- REQUIREMENT: Each line containing the string "ScriptHash" should be copied out of the entries.

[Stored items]

● ● ● ● ●

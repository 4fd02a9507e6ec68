// Standard locking-script templates the indexer derives addresses from.

use bitcoin::Script;

/// A standard payment template together with its 20-byte hash payload.
#[derive(Debug, Clone, Copy, PartialEq, Eq)]
pub enum PayTemplate {
    PubkeyHash([u8; 20]),
    ScriptHash([u8; 20]),
}

/// Matches `script` against the standard P2PKH/P2SH templates. Anything else
/// (OP_RETURN, bare multisig, asset scripts, ...) yields `None`.
pub fn match_template(script: &Script) -> Option<PayTemplate> {
    let bytes = script.as_bytes();
    if script.is_p2pkh() && bytes.len() == 25 {
        // OP_DUP OP_HASH160 <20> OP_EQUALVERIFY OP_CHECKSIG
        let mut hash = [0u8; 20];
        hash.copy_from_slice(&bytes[3..23]);
        Some(PayTemplate::PubkeyHash(hash))
    } else if script.is_p2sh() && bytes.len() == 23 {
        // OP_HASH160 <20> OP_EQUAL
        let mut hash = [0u8; 20];
        hash.copy_from_slice(&bytes[2..22]);
        Some(PayTemplate::ScriptHash(hash))
    } else {
        None
    }
}

#[cfg(test)]
mod tests {
    use super::*;

    #[test]
    fn matches_p2pkh() {
        let script = Script::from(
            hex::decode("76a91410a8805f1a6af1a5927088544b0b6ec7d6f0ab8b88ac").unwrap(),
        );
        match match_template(&script) {
            Some(PayTemplate::PubkeyHash(hash)) => {
                assert_eq!(hex::encode(hash), "10a8805f1a6af1a5927088544b0b6ec7d6f0ab8b")
            }
            other => panic!("unexpected template: {:?}", other),
        }
    }

    #[test]
    fn matches_p2sh() {
        let script = Script::from(
            hex::decode("a9148f55563b9a19f321c211e9b9f38cdf686ea0784587").unwrap(),
        );
        match match_template(&script) {
            Some(PayTemplate::ScriptHash(hash)) => {
                assert_eq!(hex::encode(hash), "8f55563b9a19f321c211e9b9f38cdf686ea07845")
            }
            other => panic!("unexpected template: {:?}", other),
        }
    }

    #[test]
    fn rejects_non_standard() {
        // OP_RETURN with a small payload
        let script = Script::from(hex::decode("6a0401020304").unwrap());
        assert_eq!(match_template(&script), None);
        assert_eq!(match_template(&Script::new()), None);
    }
}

● ● ● ● ●

- YOUR SOLUTION:
    ScriptHash([u8; 20]),
        Some(PayTemplate::ScriptHash(hash))
            Some(PayTemplate::ScriptHash(hash)) => {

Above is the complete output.